Damasio’s line carries her piece. We are not thinking machines that feel. We are feeling machines that think. That sentence is what makes the rest of her thesis inevitable.
Why the Career Sees It First
A career is not built evenly. It compounds in stages. The first ten years are the formation window. The decisions made in those years about what to outsource and what to absorb set the architecture for the next thirty years.
We use specific language for this at RISEUP@work, deliberately rejecting the recruiter labels of early, mid, and late-career. Launch Stage runs from Year minus four to Year plus two. Foundation Stage runs from Year plus two to Year plus ten. By the year plus ten, the architecture is either set, or it is not.
The reason the career sees the atrophy first is structural.

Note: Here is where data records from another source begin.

//! Login, registration, biometric unlock and logout orchestration.
//!
//! Authentication state is one atomically-overwritten published value;
//! the UI layer subscribes and re-renders on change. Errors of every
//! flavor (connection, rejection, validation) collapse to one
//! human-readable string for display.

use std::sync::Arc;

use ada_client::ServerClient;
use ada_prefs::PrefStore;
use base64::engine::general_purpose::STANDARD as BASE64;
use base64::Engine;
use log::{info, warn};
use serde_json::{json, Value};
use tokio::sync::watch;
use uuid::Uuid;

use crate::biometric::BiometricVerifier;
use crate::enrollment::EnrollmentData;
use crate::error::AuthError;

const DEFAULT_LOGIN_ERROR: &str = "Login failed";
const DEFAULT_ENROLL_ERROR: &str = "Enrollment failed";
const SESSION_EXPIRED: &str = "Session expired. Please login with passcode.";

#[derive(Debug, Clone, PartialEq, Eq)]
pub struct User {
    pub id: String,
    pub username: String,
    pub email: Option<String>,
}

/// Published authentication state.
#[derive(Debug, Clone, Default)]
pub struct AuthState {
    pub authenticated: bool,
    pub loading: bool,
    pub error: Option<String>,
    pub user: Option<User>,
}

pub struct AuthManager {
    prefs: Arc<PrefStore>,
    client: Arc<ServerClient>,
    biometric_available: bool,
    state_tx: watch::Sender<AuthState>,
}

impl AuthManager {
    /// Construct and immediately attempt to restore a persisted session.
    pub fn new(prefs: Arc<PrefStore>, client: Arc<ServerClient>, biometric_available: bool) -> Self {
        let (state_tx, _) = watch::channel(AuthState::default());
        let manager = AuthManager {
            prefs,
            client,
            biometric_available,
            state_tx,
        };
        manager.restore_session();
        manager
    }

    pub fn state(&self) -> AuthState {
        self.state_tx.borrow().clone()
    }

    pub fn subscribe(&self) -> watch::Receiver<AuthState> {
        self.state_tx.subscribe()
    }

    pub fn is_authenticated(&self) -> bool {
        self.state_tx.borrow().authenticated
    }

    pub fn has_existing_account(&self) -> bool {
        self.prefs.has_existing_account().unwrap_or(false)
    }

    /// True when a previous login enabled biometric unlock on this device.
    pub fn is_biometric_enabled(&self) -> bool {
        self.prefs.biometric_enabled().unwrap_or(false)
    }

    /// Persist a freshly issued device push token and register it with the
    /// server. The registered flag records whether the server accepted it,
    /// so an unregistered token can be retried later.
    pub async fn register_push_token(&self, token: &str) -> Result<bool, AuthError> {
        self.prefs.set_push_token(token)?;
        let accepted = self.client.register_push_token(token).await?;
        self.prefs.set_push_token_registered(accepted)?;
        if accepted {
            info!("push token registered");
        } else {
            warn!("server declined push token registration");
        }
        Ok(accepted)
    }

    /// Login with username and passcode.
    pub async fn login(&self, username: &str, passcode: &str) -> bool {
        self.state_tx.send_modify(|s| {
            s.loading = true;
            s.error = None;
        });

        match self.try_login(username, passcode).await {
            Ok(user) => {
                info!("login succeeded for {username}");
                self.state_tx.send_modify(|s| {
                    s.loading = false;
                    s.authenticated = true;
                    s.user = Some(user);
                    s.error = None;
                });
                true
            }
            Err(e) => {
                warn!("login failed: {e}");
                self.state_tx.send_modify(|s| {
                    s.loading = false;
                    s.error = Some(e.to_string());
                });
                false
            }
        }
    }

    async fn try_login(&self, username: &str, passcode: &str) -> Result<User, AuthError> {
        let response = self
            .client
            .post(
                "/api/auth/login",
                &json!({ "username": username, "password": passcode }),
            )
            .await?
            .unwrap_or(Value::Null);

        if !is_success(&response) {
            return Err(AuthError::Rejected(server_message(
                &response,
                DEFAULT_LOGIN_ERROR,
            )));
        }

        // Token may arrive at the top level or nested under "data". A
        // success response without one is treated as an error rather than
        // papered over with a placeholder.
        let token = response
            .get("token")
            .and_then(Value::as_str)
            .or_else(|| {
                response
                    .get("data")
                    .and_then(|d| d.get("token"))
                    .and_then(Value::as_str)
            })
            .ok_or(AuthError::MissingToken)?
            .to_string();

        let user_data = response.get("user").or_else(|| response.get("data"));
        let user = self.persist_session(&token, user_data, username)?;
        Ok(user)
    }

    fn persist_session(
        &self,
        token: &str,
        user_data: Option<&Value>,
        username: &str,
    ) -> Result<User, AuthError> {
        let user_id = user_data
            .and_then(|u| u.get("user_id"))
            .and_then(Value::as_str)
            .map(str::to_string)
            .unwrap_or_else(|| Uuid::new_v4().to_string());
        let email = user_data
            .and_then(|u| u.get("email"))
            .and_then(Value::as_str)
            .map(str::to_string);

        self.prefs.set_auth_token(token)?;
        self.prefs.set_username(username)?;
        self.prefs.set_user_id(&user_id)?;
        if let Some(email) = &email {
            self.prefs.set_email(email)?;
        }
        self.prefs.set_has_existing_account(true)?;
        self.prefs.set_biometric_enabled(self.biometric_available)?;

        let push_token = self.prefs.push_token().unwrap_or(None);
        self.client.configure(Some(token.to_string()), push_token);

        Ok(User {
            id: user_id,
            username: username.to_string(),
            email,
        })
    }

    /// Enroll a new account, then establish a session with the same
    /// credentials. Accounts enrolled here get the "user" role.
    pub async fn enroll_user(&self, data: &EnrollmentData) -> bool {
        self.state_tx.send_modify(|s| {
            s.loading = true;
            s.error = None;
        });

        match self.try_enroll(data).await {
            Ok(()) => self.login(&data.username, &data.passcode).await,
            Err(e) => {
                warn!("enrollment failed: {e}");
                self.state_tx.send_modify(|s| {
                    s.loading = false;
                    s.error = Some(e.to_string());
                });
                false
            }
        }
    }

    async fn try_enroll(&self, data: &EnrollmentData) -> Result<(), AuthError> {
        if !data.is_credentials_valid() {
            return Err(AuthError::Validation(
                "Username must be at least 3 characters and passcodes at least 8 and matching"
                    .to_string(),
            ));
        }
        if !data.agreed_to_terms {
            return Err(AuthError::Validation(
                "Terms must be accepted before enrolling".to_string(),
            ));
        }

        let mut body = json!({
            "username": data.username,
            "password": data.passcode,
            "email": format!("{}@local.ada", data.username),
            "role": "user",
        });
        if let Some(voice) = &data.voice_data {
            body["voice_data"] = Value::String(BASE64.encode(voice));
        }
        if let Some(face) = &data.face_data {
            body["face_data"] = Value::String(BASE64.encode(face));
        }

        let response = self
            .client
            .post("/api/auth/register", &body)
            .await?
            .unwrap_or(Value::Null);

        if !is_success(&response) {
            return Err(AuthError::Rejected(server_message(
                &response,
                DEFAULT_ENROLL_ERROR,
            )));
        }
        Ok(())
    }

    /// Biometric unlock: a verified prompt only unlocks an already
    /// persisted session, it never creates one.
    /// `Ok(true)` unlocked, `Ok(false)` cancelled by the user.
    pub async fn authenticate_with_biometrics(
        &self,
        verifier: &dyn BiometricVerifier,
    ) -> Result<bool, String> {
        if !verifier.verify().await? {
            return Ok(false);
        }
        self.restore_session();
        if self.is_authenticated() {
            Ok(true)
        } else {
            Err(SESSION_EXPIRED.to_string())
        }
    }

    /// Restore a persisted session: both token and username present means
    /// authenticated, with no server round-trip.
    pub fn restore_session(&self) {
        let token = self.prefs.auth_token().unwrap_or(None).unwrap_or_default();
        let username = self.prefs.username().unwrap_or(None).unwrap_or_default();

        if token.is_empty() || username.is_empty() {
            return;
        }

        let user = User {
            id: self.prefs.user_id().unwrap_or(None).unwrap_or_default(),
            username,
            email: self.prefs.email().unwrap_or(None),
        };
        let push_token = self.prefs.push_token().unwrap_or(None);
        self.client.configure(Some(token), push_token);

        self.state_tx.send_modify(|s| {
            s.authenticated = true;
            s.user = Some(user);
        });
    }

    /// Logout: clears persisted auth fields but keeps the username and
    /// account flag for faster re-login.
    pub fn logout(&self) {
        if let Err(e) = self.prefs.clear_auth() {
            warn!("failed to clear persisted auth: {e}");
        }
        let push_token = self.prefs.push_token().unwrap_or(None);
        self.client.configure(None, push_token);
        self.state_tx.send_modify(|s| {
            s.authenticated = false;
            s.user = None;
            s.error = None;
        });
    }

    pub fn clear_error(&self) {
        self.state_tx.send_modify(|s| s.error = None);
    }
}

fn is_success(response: &Value) -> bool {
    response
        .get("success")
        .and_then(Value::as_bool)
        .unwrap_or(false)
}

fn server_message(response: &Value, fallback: &str) -> String {
    response
        .get("error")
        .and_then(|e| e.get("message"))
        .and_then(Value::as_str)
        .unwrap_or(fallback)
        .to_string()
}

A professional two years into their work, with AI writing emails, summarizing meetings, and drafting pitches, is not behind. They are operating on a hollow foundation. The work product is shipping. The person underneath is not getting built. I wrote about this from a different angle in Capability Is Formed, Not Generated, and Rebecca’s framing of atrophy as pressure is the better language for it.

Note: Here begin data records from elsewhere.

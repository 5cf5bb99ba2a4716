use std::net::SocketAddr;
use std::sync::atomic::{AtomicUsize, Ordering};
use std::sync::{Arc, Mutex};
use std::time::Duration;

use ada_client::{ConnectionState, ServerClient, ServerEvent};
use ada_core::ServerConfig;
use futures_util::{SinkExt, StreamExt};
use tokio::net::TcpListener;
use tokio::time::timeout;
use tokio_tungstenite::tungstenite::protocol::Message;

const WAIT: Duration = Duration::from_secs(5);

fn test_client(addr: SocketAddr) -> ServerClient {
    let config = ServerConfig {
        host: addr.ip().to_string(),
        proxy_port: addr.port(),
        main_port: addr.port(),
        api_key: "test-key".to_string(),
        app_version: "0.1.0".to_string(),
    };
    ServerClient::new(config).expect("client")
}

/// Accept websocket connections, count them, and hand each one an optional
/// greeting frame. Connections are held open until the client goes away.
async fn spawn_ws_server(greeting: Option<String>) -> (SocketAddr, Arc<AtomicUsize>) {
    let listener = TcpListener::bind("127.0.0.1:0").await.expect("bind");
    let addr = listener.local_addr().expect("addr");
    let connections = Arc::new(AtomicUsize::new(0));
    let counter = connections.clone();

    tokio::spawn(async move {
        loop {
            let Ok((stream, _)) = listener.accept().await else {
                break;
            };
            counter.fetch_add(1, Ordering::SeqCst);
            let greeting = greeting.clone();
            tokio::spawn(async move {
                let Ok(mut ws) = tokio_tungstenite::accept_async(stream).await else {
                    return;
                };
                if let Some(frame) = greeting {
                    let _ = ws.send(Message::Text(frame)).await;
                }
                while let Some(Ok(_)) = ws.next().await {}
            });
        }
    });

    (addr, connections)
}

#[tokio::test]
async fn connect_transitions_to_connected_and_stamps_heartbeat() {
    let (addr, _connections) = spawn_ws_server(None).await;
    let client = test_client(addr);

    let mut state_rx = client.subscribe_state();
    client.connect();

    timeout(WAIT, state_rx.wait_for(|s| *s == ConnectionState::Connected))
        .await
        .expect("timeout")
        .expect("state channel");
    assert!(client.is_connected());
    assert!(client.telemetry().last_heartbeat.is_some());
}

#[tokio::test]
async fn double_connect_performs_one_socket_setup() {
    let (addr, connections) = spawn_ws_server(None).await;
    let client = test_client(addr);

    let mut state_rx = client.subscribe_state();
    client.connect();
    client.connect();

    timeout(WAIT, state_rx.wait_for(|s| *s == ConnectionState::Connected))
        .await
        .expect("timeout")
        .expect("state channel");
    tokio::time::sleep(Duration::from_millis(300)).await;

    assert_eq!(connections.load(Ordering::SeqCst), 1);
}

#[tokio::test]
async fn named_events_are_republished() {
    let frame = r#"{"event":"ada_response","data":{"text":"hello there"}}"#;
    let (addr, _connections) = spawn_ws_server(Some(frame.to_string())).await;
    let client = test_client(addr);

    let mut events = client.subscribe_events();
    client.connect();

    let event = timeout(WAIT, events.recv())
        .await
        .expect("timeout")
        .expect("event channel");
    match event {
        ServerEvent::AdaResponse(data) => assert_eq!(data["text"], "hello there"),
        other => panic!("unexpected event: {other:?}"),
    }
}

#[tokio::test]
async fn handshake_carries_api_key_and_bearer_headers() {
    let listener = TcpListener::bind("127.0.0.1:0").await.expect("bind");
    let addr = listener.local_addr().expect("addr");
    let seen = Arc::new(Mutex::new(None::<(Option<String>, Option<String>)>));
    let seen_in_server = seen.clone();

    tokio::spawn(async move {
        let Ok((stream, _)) = listener.accept().await else {
            return;
        };
        let seen = seen_in_server.clone();
        let callback = move |req: &tokio_tungstenite::tungstenite::handshake::server::Request,
                             resp: tokio_tungstenite::tungstenite::handshake::server::Response| {
            let get = |name: &str| {
                req.headers()
                    .get(name)
                    .and_then(|v| v.to_str().ok())
                    .map(str::to_string)
            };
            *seen.lock().unwrap() = Some((get("X-API-Key"), get("Authorization")));
            Ok(resp)
        };
        if let Ok(mut ws) = tokio_tungstenite::accept_hdr_async(stream, callback).await {
            while let Some(Ok(_)) = ws.next().await {}
        }
    });

    let client = test_client(addr);
    client.configure(Some("t1".to_string()), None);

    let mut state_rx = client.subscribe_state();
    client.connect();
    timeout(WAIT, state_rx.wait_for(|s| *s == ConnectionState::Connected))
        .await
        .expect("timeout")
        .expect("state channel");

    let headers = seen.lock().unwrap().clone().expect("handshake seen");
    assert_eq!(headers.0.as_deref(), Some("test-key"));
    assert_eq!(headers.1.as_deref(), Some("Bearer t1"));
}

#[tokio::test]
async fn connect_failure_surfaces_error_state() {
    // Grab a port with no listener behind it.
    let listener = TcpListener::bind("127.0.0.1:0").await.expect("bind");
    let addr = listener.local_addr().expect("addr");
    drop(listener);

    let client = test_client(addr);
    let mut state_rx = client.subscribe_state();
    client.connect();

    timeout(WAIT, state_rx.wait_for(|s| *s == ConnectionState::Error))
        .await
        .expect("timeout")
        .expect("state channel");
}

#[tokio::test]
async fn disconnect_closes_and_is_idempotent() {
    let (addr, _connections) = spawn_ws_server(None).await;
    let client = test_client(addr);

    let mut state_rx = client.subscribe_state();
    client.connect();
    timeout(WAIT, state_rx.wait_for(|s| *s == ConnectionState::Connected))
        .await
        .expect("timeout")
        .expect("state channel");

    client.disconnect();
    assert_eq!(client.connection_state(), ConnectionState::Disconnected);

    // Already disconnected: state is left unchanged.
    client.disconnect();
    assert_eq!(client.connection_state(), ConnectionState::Disconnected);
}

#[tokio::test]
async fn reconnect_right_after_disconnect_settles_connected() {
    let (addr, connections) = spawn_ws_server(None).await;
    let client = test_client(addr);

    let mut state_rx = client.subscribe_state();
    client.connect();
    timeout(WAIT, state_rx.wait_for(|s| *s == ConnectionState::Connected))
        .await
        .expect("timeout")
        .expect("state channel");

    client.disconnect();
    client.connect();
    // The aborted task must not overwrite the fresh connection attempt.
    assert_eq!(client.connection_state(), ConnectionState::Connecting);

    timeout(WAIT, state_rx.wait_for(|s| *s == ConnectionState::Connected))
        .await
        .expect("timeout")
        .expect("state channel");
    tokio::time::sleep(Duration::from_millis(300)).await;

    assert_eq!(client.connection_state(), ConnectionState::Connected);
    assert_eq!(connections.load(Ordering::SeqCst), 2);
}

#[tokio::test]
async fn disconnect_without_connect_is_a_no_op() {
    let (addr, _connections) = spawn_ws_server(None).await;
    let client = test_client(addr);

    assert_eq!(client.connection_state(), ConnectionState::Disconnected);
    client.disconnect();
    assert_eq!(client.connection_state(), ConnectionState::Disconnected);
}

By the Foundation Stage, the cost becomes visible to the system around the professional. Year plus three. Year plus five. The professional with the polished outputs and no inner architecture starts stalling. Sponsors do not materialize. The next assignment goes elsewhere. The recruiter calls stop. None of it is, on the surface, connected to the atrophy of two years earlier. All of it is. The brain scan would not have shown it. The promotion conversation does.
The career is the leading indicator. The cognition is the lagging one.

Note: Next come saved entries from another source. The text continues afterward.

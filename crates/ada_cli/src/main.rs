use std::io::{self, Write};
use std::sync::Arc;

use ada_auth::biometric::NoBiometrics;
use ada_auth::{AuthManager, BiometricVerifier, EnrollmentData};
use ada_client::{ServerClient, ServerEvent};
use ada_core::push::{self, Channel, Notification, NotificationSink, PushPayload};
use ada_core::ServerConfig;
use ada_prefs::PrefStore;
use anyhow::Context;
use async_trait::async_trait;
use clap::{Parser, Subcommand};
use colored::Colorize;
use serde_json::Value;

#[derive(Parser)]
#[command(name = "ada-cli")]
#[command(about = "Terminal client for the A.D.A. assistant server")]
#[command(version)]
struct Cli {
    /// Server host override; persisted for later runs
    #[arg(long)]
    server: Option<String>,

    #[command(subcommand)]
    command: Commands,
}

#[derive(Subcommand)]
enum Commands {
    /// Login with username and passcode
    Login {
        username: Option<String>,
    },
    /// Enroll a new account
    Enroll {
        /// Path to an optional voice sample
        #[arg(long)]
        voice: Option<std::path::PathBuf>,
        /// Path to an optional face capture
        #[arg(long)]
        face: Option<std::path::PathBuf>,
    },
    /// Send a single message
    Send {
        message: String,
    },
    /// Start an interactive chat
    Chat,
    /// Show connection, telemetry and session state
    Status,
    /// Probe server health
    Health,
    /// Connect the realtime channel and print incoming events
    Listen,
    Logout,
}

#[tokio::main]
async fn main() -> anyhow::Result<()> {
    env_logger::init();
    let cli = Cli::parse();

    let prefs = Arc::new(PrefStore::open_default().context("opening preference store")?);

    if let Some(server) = &cli.server {
        prefs.set_server_url(server)?;
    }
    let mut config = ServerConfig::new();
    if let Some(host) = prefs.server_url()? {
        config.host = host;
    }

    let client = Arc::new(ServerClient::new(config)?);
    let biometrics = NoBiometrics;
    let auth = AuthManager::new(prefs.clone(), client.clone(), biometrics.is_available());

    match cli.command {
        Commands::Login { username } => login(&auth, username).await,
        Commands::Enroll { voice, face } => enroll(&auth, voice, face).await,
        Commands::Send { message } => send(&client, &message).await,
        Commands::Chat => chat(&client, &auth).await,
        Commands::Status => status(&client, &auth).await,
        Commands::Health => health(&client).await,
        Commands::Listen => listen(&client).await,
        Commands::Logout => {
            auth.logout();
            println!("{}", "Logged out.".green());
            Ok(())
        }
    }
}

fn prompt(label: &str) -> anyhow::Result<String> {
    print!("{label}: ");
    io::stdout().flush()?;
    let mut line = String::new();
    io::stdin().read_line(&mut line)?;
    Ok(line.trim().to_string())
}

fn print_auth_error(auth: &AuthManager) {
    if let Some(error) = auth.state().error {
        eprintln!("{} {error}", "error:".red());
    }
}

async fn login(auth: &AuthManager, username: Option<String>) -> anyhow::Result<()> {
    let username = match username {
        Some(username) => username,
        None => prompt("Username")?,
    };
    let passcode = prompt("Passcode")?;

    if auth.login(&username, &passcode).await {
        println!("{} Logged in as {}", "ok:".green(), username.bold());
    } else {
        print_auth_error(auth);
    }
    Ok(())
}

async fn enroll(
    auth: &AuthManager,
    voice: Option<std::path::PathBuf>,
    face: Option<std::path::PathBuf>,
) -> anyhow::Result<()> {
    let username = prompt("Username (3+ characters)")?;
    let passcode = prompt("Passcode (8+ characters)")?;
    let confirm_passcode = prompt("Confirm passcode")?;
    let terms = prompt("Accept the terms of use? [y/N]")?;

    let voice_data = match voice {
        Some(path) => Some(std::fs::read(&path).with_context(|| format!("reading {path:?}"))?),
        None => None,
    };
    let face_data = match face {
        Some(path) => Some(std::fs::read(&path).with_context(|| format!("reading {path:?}"))?),
        None => None,
    };

    let data = EnrollmentData {
        username: username.clone(),
        passcode,
        confirm_passcode,
        voice_data,
        face_data,
        agreed_to_terms: terms.eq_ignore_ascii_case("y"),
    };

    if auth.enroll_user(&data).await {
        println!("{} Enrolled and logged in as {}", "ok:".green(), username.bold());
    } else {
        print_auth_error(auth);
    }
    Ok(())
}

fn render_reply(response: Option<Value>) -> String {
    let Some(response) = response else {
        return "(empty response)".to_string();
    };
    response
        .get("response")
        .or_else(|| response.get("message"))
        .and_then(Value::as_str)
        .map(str::to_string)
        .unwrap_or_else(|| response.to_string())
}

async fn send(client: &ServerClient, message: &str) -> anyhow::Result<()> {
    let response = client.send_message(message).await?;
    println!("{} {}", "A.D.A.:".cyan().bold(), render_reply(response));
    Ok(())
}

async fn chat(client: &ServerClient, auth: &AuthManager) -> anyhow::Result<()> {
    if !auth.is_authenticated() {
        eprintln!("{}", "Not logged in; replies may be rejected.".yellow());
    }
    println!("{}", "Interactive chat. Type 'exit' to quit.".dimmed());

    loop {
        let line = prompt(&"you".bold().to_string())?;
        if line.is_empty() {
            continue;
        }
        if line == "exit" || line == "quit" {
            break;
        }
        match client.send_message(&line).await {
            Ok(response) => {
                println!("{} {}", "A.D.A.:".cyan().bold(), render_reply(response))
            }
            Err(e) => eprintln!("{} {e}", "error:".red()),
        }
    }
    Ok(())
}

async fn status(client: &ServerClient, auth: &AuthManager) -> anyhow::Result<()> {
    client.check_server_health().await;
    let telemetry = client.telemetry();
    let auth_state = auth.state();

    println!("connection:  {:?}", client.connection_state());
    println!("latency:     {} ms", telemetry.latency_ms);
    println!(
        "server:      {}",
        telemetry.server_version.as_deref().unwrap_or("unknown")
    );
    println!(
        "heartbeat:   {}",
        telemetry
            .last_heartbeat
            .map(|t| t.to_rfc3339())
            .unwrap_or_else(|| "never".to_string())
    );
    match auth_state.user {
        Some(user) => println!("session:     {} ({})", user.username.bold(), user.id),
        None => println!("session:     {}", "none".dimmed()),
    }
    Ok(())
}

async fn health(client: &ServerClient) -> anyhow::Result<()> {
    if client.check_server_health().await {
        let telemetry = client.telemetry();
        println!(
            "{} server {} reachable in {} ms",
            "ok:".green(),
            telemetry.server_version.as_deref().unwrap_or("unknown"),
            telemetry.latency_ms
        );
    } else {
        eprintln!("{} server unreachable", "error:".red());
    }
    Ok(())
}

/// Presents routed push notifications on the terminal.
struct TerminalSink;

#[async_trait]
impl NotificationSink for TerminalSink {
    async fn show(&self, notification: Notification) -> anyhow::Result<()> {
        let badge = match notification.channel {
            Channel::Urgent => "URGENT".red().bold(),
            Channel::Voice => "VOICE".magenta().bold(),
            Channel::Main => "NOTE".blue().bold(),
        };
        println!("[{badge}] {}: {}", notification.title.bold(), notification.body);
        Ok(())
    }
}

async fn handle_event(event: ServerEvent, sink: &TerminalSink) {
    let (label, data) = match event {
        ServerEvent::AdaResponse(data) => ("ada_response", data),
        ServerEvent::ConsciousnessUpdate(data) => ("consciousness_update", data),
        ServerEvent::EmotionState(data) => ("emotion_state", data),
    };

    // Push-shaped payloads go through the notification router; everything
    // else prints raw.
    if data.get("type").is_some() {
        if let Ok(payload) = serde_json::from_value::<PushPayload>(data.clone()) {
            match push::deliver(&payload, sink).await {
                Ok(Some((state, emotional_state))) => {
                    println!(
                        "[{}] state={state} emotion={emotional_state}",
                        "MIND".cyan().bold()
                    );
                }
                Ok(None) => {}
                Err(e) => eprintln!("{} {e}", "error:".red()),
            }
            return;
        }
    }
    println!("{} {data}", format!("[{label}]").dimmed());
}

async fn listen(client: &ServerClient) -> anyhow::Result<()> {
    let mut events = client.subscribe_events();
    let mut state_rx = client.subscribe_state();
    client.connect();

    println!("{}", "Listening for server events (Ctrl-C to stop)".dimmed());
    let sink = TerminalSink;

    loop {
        tokio::select! {
            _ = tokio::signal::ctrl_c() => break,
            changed = state_rx.changed() => {
                if changed.is_ok() {
                    println!("{} {:?}", "[link]".dimmed(), *state_rx.borrow());
                }
            }
            event = events.recv() => match event {
                Ok(event) => handle_event(event, &sink).await,
                Err(tokio::sync::broadcast::error::RecvError::Lagged(missed)) => {
                    log::warn!("dropped {missed} events");
                }
                Err(tokio::sync::broadcast::error::RecvError::Closed) => break,
            },
        }
    }

    client.disconnect();
    Ok(())
}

The Four Capacities Inside a Career
The four capacities Rebecca names are the inner architecture of every career I have watched compound. Each one shows up at a specific stage.
Embodied. The somatic read of a room is the first instrument a Launch Stage professional needs to keep sharp. When a senior leader pauses in a meeting, the room is telling you something. The model that summarizes the meeting afterward cannot tell you what the pause meant. Your nervous system can, if you have been practicing.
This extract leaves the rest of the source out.